An information technology (IT) consulting firm specializing in healthcare solutions wants to study communication deficiencies in the health care industry. A random sample of 70 health care clinicians reveals the following:
• Time wasted in a day due to outdated communication technologies:
X = 45 minutes, S = 10 minutes.
• Thirty-six health care clinicians cite inefficiency of pagers as the reason for the wasted time.

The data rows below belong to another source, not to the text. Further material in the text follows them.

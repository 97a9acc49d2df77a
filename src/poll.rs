//! `poll_oneoff`: the single-thread event multiplexer (§4.5).
//!
//! Readiness is reported through the host `poll()`; a self-pipe ("wake
//! pipe") lets [`crate::system::System::shutdown`] interrupt any in-flight
//! poll from another thread without a mutex guarding the hot path.

use crate::errno::{Errno, Result};
use crate::table::{DescriptorTable, Fd};
use crate::types::{
    ClockId, Event, EventRwFlags, EventType, Subscription, SubscriptionKind, Rights,
};
use rustix::event::{poll, PollFd, PollFlags};
use rustix::fd::{AsFd, BorrowedFd, OwnedFd};
use std::sync::atomic::{AtomicBool, Ordering};
use std::sync::Mutex;
use std::time::Duration;

/// Closures supplying the two clocks `poll_oneoff` understands. Other clock
/// IDs are rejected per-subscription with `ENOTSUP`, never at the call level.
pub struct Clocks {
    pub realtime: Box<dyn Fn() -> Duration + Send + Sync>,
    pub monotonic: Box<dyn Fn() -> Duration + Send + Sync>,
}

impl Clocks {
    pub fn now(&self, id: ClockId) -> Option<Duration> {
        match id {
            ClockId::Realtime => Some((self.realtime)()),
            ClockId::Monotonic => Some((self.monotonic)()),
            ClockId::ProcessCputimeId | ClockId::ThreadCputimeId => None,
        }
    }
}

/// The self-pipe used to wake a blocked `poll()` from `shutdown()`. Lazily
/// created on first use so a `System` that never polls never pays for it.
pub struct Waker {
    read: OwnedFd,
    write: Mutex<Option<OwnedFd>>,
    shutdown: AtomicBool,
}

impl Waker {
    pub fn new() -> std::io::Result<Self> {
        let (read, write) = rustix::pipe::pipe()?;
        Ok(Waker { read, write: Mutex::new(Some(write)), shutdown: AtomicBool::new(false) })
    }

    pub fn read_fd(&self) -> BorrowedFd<'_> {
        self.read.as_fd()
    }

    pub fn is_shutdown(&self) -> bool {
        self.shutdown.load(Ordering::SeqCst)
    }

    /// Idempotent: closes the write end once, waking any in-flight poll.
    pub fn shutdown(&self) {
        self.shutdown.store(true, Ordering::SeqCst);
        self.write.lock().unwrap().take();
    }
}

enum Slot {
    Pending(Subscription),
    Filled(Event),
}

/// `poll_oneoff(subs, events) -> n`, per §4.5.
pub fn poll_oneoff(
    table: &DescriptorTable,
    waker: &Waker,
    clocks: &Clocks,
    subs: &[Subscription],
) -> Result<Vec<Event>> {
    if subs.is_empty() {
        return Err(Errno::Inval);
    }

    let mut slots: Vec<Slot> = subs.iter().copied().map(Slot::Pending).collect();

    let mut earliest_deadline: Option<Duration> = None;
    let mut earliest_slot: Option<usize> = None;

    // First pass: resolve every fd-subscription to a borrow that outlives
    // the pollfd array (a `PollFd` stores a reference, so the borrows must
    // live in a stable Vec rather than as per-iteration temporaries), and
    // compute the earliest clock deadline.
    let mut fd_borrows: Vec<(usize, BorrowedFd<'_>, bool)> = Vec::with_capacity(subs.len());

    for (i, sub) in subs.iter().enumerate() {
        match sub.kind {
            SubscriptionKind::Clock(c) => {
                let now = clocks.now(c.id);
                let Some(now) = now else {
                    slots[i] = Slot::Filled(Event::clock(sub.user_data, Errno::Notsup));
                    continue;
                };
                let relative = if c.abstime {
                    c.timeout.checked_sub(now).unwrap_or(Duration::ZERO)
                } else {
                    c.timeout
                };
                if earliest_deadline.map_or(true, |d| relative < d) {
                    earliest_deadline = Some(relative);
                    earliest_slot = Some(i);
                }
            }
            SubscriptionKind::FdRead(fd) | SubscriptionKind::FdWrite(fd) => {
                let write = matches!(sub.kind, SubscriptionKind::FdWrite(_));
                match resolve_fd_subscription(table, fd, write) {
                    Ok(borrowed) => fd_borrows.push((i, borrowed, write)),
                    Err(e) => {
                        let event_type =
                            if write { EventType::FdWrite } else { EventType::FdRead };
                        slots[i] = Slot::Filled(Event::fd(
                            sub.user_data,
                            e,
                            event_type,
                            0,
                            EventRwFlags::empty(),
                        ));
                    }
                }
            }
        }
    }

    // Pollfd array: wake pipe first, then one entry per resolved
    // fd-subscription (indices recorded so revents map back to `slots`).
    let mut pollfds: Vec<PollFd<'_>> = Vec::with_capacity(fd_borrows.len() + 1);
    pollfds.push(PollFd::new(&waker.read, PollFlags::IN));
    let mut pollfd_slot: Vec<usize> = Vec::with_capacity(fd_borrows.len());
    for (slot_idx, borrowed, write) in &fd_borrows {
        let flags = if *write { PollFlags::OUT } else { PollFlags::IN };
        pollfds.push(PollFd::new(borrowed, flags));
        pollfd_slot.push(*slot_idx);
    }

    loop {
        if waker.is_shutdown() {
            return Ok(subs
                .iter()
                .map(|s| cancelled_event(s))
                .collect());
        }

        let any_filled = slots.iter().any(|s| matches!(s, Slot::Filled(_)));
        if any_filled && earliest_deadline.is_none() && pollfd_slot.is_empty() {
            return Ok(pack(slots));
        }

        let timeout_ms: i32 = match earliest_deadline {
            Some(d) => d.as_millis().min(i32::MAX as u128) as i32,
            None => -1,
        };

        let ready = match poll(&mut pollfds, timeout_ms) {
            Ok(n) => n,
            Err(rustix::io::Errno::INTR) => continue,
            Err(e) => return Err(Errno::from(e)),
        };

        if waker.is_shutdown() {
            return Ok(subs.iter().map(cancelled_event).collect());
        }

        if pollfds[0].revents().intersects(PollFlags::IN | PollFlags::HUP) {
            // Spurious/unused wake byte; shutdown (if any) is observed via
            // the flag above, not the byte itself.
            continue;
        }

        if ready == 0 {
            // Timed out: the earliest clock subscription fires.
            if let Some(slot) = earliest_slot {
                if let SubscriptionKind::Clock(_) = subs[slot].kind {
                    slots[slot] = Slot::Filled(Event::clock(subs[slot].user_data, Errno::Success));
                }
            }
            return Ok(pack(slots));
        }

        for (pfd_idx, &slot_idx) in pollfd_slot.iter().enumerate() {
            let revents = pollfds[pfd_idx + 1].revents();
            if revents.is_empty() {
                continue;
            }
            let sub = subs[slot_idx];
            let write = matches!(sub.kind, SubscriptionKind::FdWrite(_));
            let event_type = if write { EventType::FdWrite } else { EventType::FdRead };
            // Per the open question on POLLHUP: never surface `hangup` here;
            // Linux does not reliably report POLLHUP for disconnected TCP
            // sockets, so callers discover hangup via the subsequent I/O.
            slots[slot_idx] =
                Slot::Filled(Event::fd(sub.user_data, Errno::Success, event_type, 0, EventRwFlags::empty()));
        }

        if slots.iter().any(|s| matches!(s, Slot::Filled(_))) {
            return Ok(pack(slots));
        }
    }
}

fn cancelled_event(sub: &Subscription) -> Event {
    let event_type = match sub.kind {
        SubscriptionKind::Clock(_) => EventType::Clock,
        SubscriptionKind::FdRead(_) => EventType::FdRead,
        SubscriptionKind::FdWrite(_) => EventType::FdWrite,
    };
    Event::fd(sub.user_data, Errno::Canceled, event_type, 0, EventRwFlags::empty())
}

fn resolve_fd_subscription(
    table: &DescriptorTable,
    fd: Fd,
    _write: bool,
) -> Result<BorrowedFd<'_>> {
    let entry = table.lookup_fd(fd, Rights::POLL_FD_READWRITE)?;
    Ok(entry.descriptor.as_fd())
}

/// Pack the slots that have completed (error, timeout, or readiness) densely
/// in subscription order, dropping any still-`Pending` slot. A normal return
/// from the poll loop can leave slots pending — e.g. a timeout only resolves
/// the earliest clock subscription, and a readiness event on one fd leaves
/// every other not-yet-ready fd subscription untouched — and those are simply
/// not yet complete, not cancelled. `ECANCELED` is reserved for the
/// `shutdown()` path, which reports it for every subscription directly
/// rather than going through `pack`.
fn pack(slots: Vec<Slot>) -> Vec<Event> {
    slots
        .into_iter()
        .filter_map(|s| match s {
            Slot::Filled(e) => Some(e),
            Slot::Pending(_) => None,
        })
        .collect()
}

#[cfg(test)]
mod tests {
    use super::*;
    use crate::table::{Descriptor, Entry};
    use crate::types::{HandleRights, RightsExt, SubscriptionClock};
    use std::time::{SystemTime, UNIX_EPOCH};

    fn clocks() -> Clocks {
        Clocks {
            realtime: Box::new(|| SystemTime::now().duration_since(UNIX_EPOCH).unwrap()),
            monotonic: Box::new(|| std::time::Instant::now().elapsed()),
        }
    }

    #[test]
    fn empty_subscriptions_is_einval() {
        let table = DescriptorTable::new();
        let waker = Waker::new().unwrap();
        let c = clocks();
        assert_eq!(poll_oneoff(&table, &waker, &c, &[]), Err(Errno::Inval));
    }

    #[test]
    fn bad_fd_yields_single_ebadf_event_without_blocking() {
        let table = DescriptorTable::new();
        let waker = Waker::new().unwrap();
        let c = clocks();
        let subs = vec![Subscription { user_data: 42, kind: SubscriptionKind::FdRead(999) }];
        let events = poll_oneoff(&table, &waker, &c, &subs).unwrap();
        assert_eq!(events.len(), 1);
        assert_eq!(events[0].error, Errno::Badf);
        assert_eq!(events[0].user_data, 42);
    }

    #[test]
    fn relative_clock_timeout_fires() {
        let table = DescriptorTable::new();
        let waker = Waker::new().unwrap();
        let c = clocks();
        let subs = vec![Subscription {
            user_data: 7,
            kind: SubscriptionKind::Clock(SubscriptionClock {
                id: ClockId::Monotonic,
                timeout: Duration::from_millis(10),
                precision: Duration::ZERO,
                abstime: false,
            }),
        }];
        let start = std::time::Instant::now();
        let events = poll_oneoff(&table, &waker, &c, &subs).unwrap();
        assert!(start.elapsed() >= Duration::from_millis(10));
        assert_eq!(events.len(), 1);
        assert_eq!(events[0].error, Errno::Success);
        assert_eq!(events[0].event_type, EventType::Clock);
    }

    #[test]
    fn fd_read_ready_on_pipe_write() {
        let mut table = DescriptorTable::new();
        let (r, w) = rustix::pipe::pipe().unwrap();
        let fd = table.insert(Entry::new(
            Descriptor::File(r),
            crate::types::Filetype::CharacterDevice,
            HandleRights::new(Rights::tty_base(), Rights::empty()),
        ));
        rustix::io::write(&w, b"x").unwrap();
        let waker = Waker::new().unwrap();
        let c = clocks();
        let subs = vec![Subscription { user_data: 1, kind: SubscriptionKind::FdRead(fd) }];
        let events = poll_oneoff(&table, &waker, &c, &subs).unwrap();
        assert_eq!(events.len(), 1);
        assert_eq!(events[0].error, Errno::Success);
        assert_eq!(events[0].event_type, EventType::FdRead);
    }

    #[test]
    fn shutdown_cancels_pending_poll() {
        use std::sync::Arc;
        use std::thread;

        let table = Arc::new(DescriptorTable::new());
        let waker = Arc::new(Waker::new().unwrap());
        let c = Arc::new(clocks());

        let waker2 = waker.clone();
        let handle = thread::spawn(move || {
            thread::sleep(Duration::from_millis(20));
            waker2.shutdown();
        });

        let subs = vec![Subscription {
            user_data: 3,
            kind: SubscriptionKind::Clock(SubscriptionClock {
                id: ClockId::Monotonic,
                timeout: Duration::from_secs(30),
                precision: Duration::ZERO,
                abstime: false,
            }),
        }];
        let events = poll_oneoff(&table, &waker, &c, &subs).unwrap();
        handle.join().unwrap();
        assert_eq!(events.len(), 1);
        assert_eq!(events[0].error, Errno::Canceled);
    }
}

a. Construct a 99% confidence interval estimate for the population mean time wasted in a day due to outdated communication technologies.
b. Construct a 95% confidence interval estimate for the population proportion of health care clinicians who cite inefficiency of pagers as the reason for the wasted time.
Answer)
As the population s.d is unknown here we will use t distribution table to estimate the intervals
Given mean = 45
S.d = 10
N = 70
A)
Degrees of freedom is = n-1 = 69
For 69 dof and 99% confidence level, critical value t from t distribution is = 2.65
Margin of error (MOE) = t*s.d/√n = 2.65*10/√70 = 3.17
Interval is given by
(Mean - MOE, Mean + MOE)
[41.83, 48.17].
You can be 99% confident that the population mean (μ) falls between 41.83 and 48.17.
B)
Critical value t from.t distribution for 95% confidence level and 69 dof = 1.99
MOE = t*s.d/√n = 2.38
[42.62, 47.38].
You can be 95% confident that the population mean (μ) falls between 42.62 and 47.38.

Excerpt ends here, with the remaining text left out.